§ **What needs to be done**: Consider the entries given below. Count the lines that include "Result" and give only the count.

§ **Exercise inputs**:
──────────────────────────────
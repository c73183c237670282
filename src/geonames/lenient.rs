//! Field deserializers that never fail on odd upstream values.
//!
//! GeoNames mixes numbers and numeric strings (`"lat": "40.41"`), sends empty
//! strings for unknown readings and omits keys freely. Every helper here
//! yields `None` instead of an error so one bad field cannot drop a record.

use serde::de::DeserializeOwned;
use serde::{Deserialize, Deserializer};
use serde_json::Value;

/// Strings as-is; numbers and booleans rendered as text
pub fn text<'de, D>(deserializer: D) -> Result<Option<String>, D::Error>
where
    D: Deserializer<'de>,
{
    let value = Option::<Value>::deserialize(deserializer)?;
    Ok(value.and_then(|v| match v {
        Value::String(s) => Some(s),
        Value::Number(n) => Some(n.to_string()),
        Value::Bool(b) => Some(b.to_string()),
        _ => None,
    }))
}

/// JSON numbers or numeric strings; blank or unparsable values become `None`
pub fn number<'de, D>(deserializer: D) -> Result<Option<f64>, D::Error>
where
    D: Deserializer<'de>,
{
    let value = Option::<Value>::deserialize(deserializer)?;
    Ok(value.and_then(|v| match v {
        Value::Number(n) => n.as_f64(),
        Value::String(s) => s.trim().parse::<f64>().ok(),
        _ => None,
    }))
}

/// A nested structure, or `None` if it does not have the expected shape
pub fn nested<'de, D, T>(deserializer: D) -> Result<Option<T>, D::Error>
where
    D: Deserializer<'de>,
    T: DeserializeOwned,
{
    let value = Option::<Value>::deserialize(deserializer)?;
    Ok(value.and_then(|v| serde_json::from_value(v).ok()))
}
//! Geocoded location candidates and their bounding boxes

use serde::Serialize;

/// Search rectangle in degrees
#[derive(Debug, Serialize, Clone, Copy, PartialEq)]
pub struct BBox {
    pub north: f64,
    pub south: f64,
    pub east: f64,
    pub west: f64,
}

impl BBox {
    /// Stand-in for candidates without a box, so the station query still runs
    pub const DEGENERATE: BBox = BBox {
        north: 0.0,
        south: 0.0,
        east: 0.0,
        west: 0.0,
    };

    /// Build a box, returning `None` unless every edge is finite and north >= south
    #[must_use]
    pub fn new(north: f64, south: f64, east: f64, west: f64) -> Option<Self> {
        let all_finite = [north, south, east, west].iter().all(|v| v.is_finite());
        (all_finite && north >= south).then_some(Self {
            north,
            south,
            east,
            west,
        })
    }

    /// Boxes spanning the 180th meridian are not split; the station query
    /// receives the edges as-is.
    #[must_use]
    pub fn crosses_antimeridian(&self) -> bool {
        self.west > self.east
    }

    #[must_use]
    pub fn is_degenerate(&self) -> bool {
        *self == Self::DEGENERATE
    }
}

/// One geocode match for a place-name query
#[derive(Debug, Serialize, Clone, PartialEq)]
pub struct LocationCandidate {
    pub name: String,
    pub bounding_box: Option<BBox>,
    /// First-level administrative division (region, state, province)
    pub admin_area: String,
    pub country: String,
    /// Relevance; only comparable within one query. NaN when not reported.
    pub score: f64,
    pub lat: f64,
    pub lng: f64,
    pub wiki_link: Option<String>,
}

impl LocationCandidate {
    /// "Name, Admin area, Country" without the blank parts
    #[must_use]
    pub fn display_name(&self) -> String {
        [&self.name, &self.admin_area, &self.country]
            .into_iter()
            .filter(|part| !part.is_empty())
            .map(String::as_str)
            .collect::<Vec<_>>()
            .join(", ")
    }

    /// Box to query stations with, falling back to the degenerate box
    #[must_use]
    pub fn search_box(&self) -> BBox {
        self.bounding_box.unwrap_or(BBox::DEGENERATE)
    }

    /// Format location as coordinates string
    #[must_use]
    pub fn format_coordinates(&self) -> String {
        format!("{:.4}, {:.4}", self.lat, self.lng)
    }
}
──────────────────────────────
§ **Written solution**: 3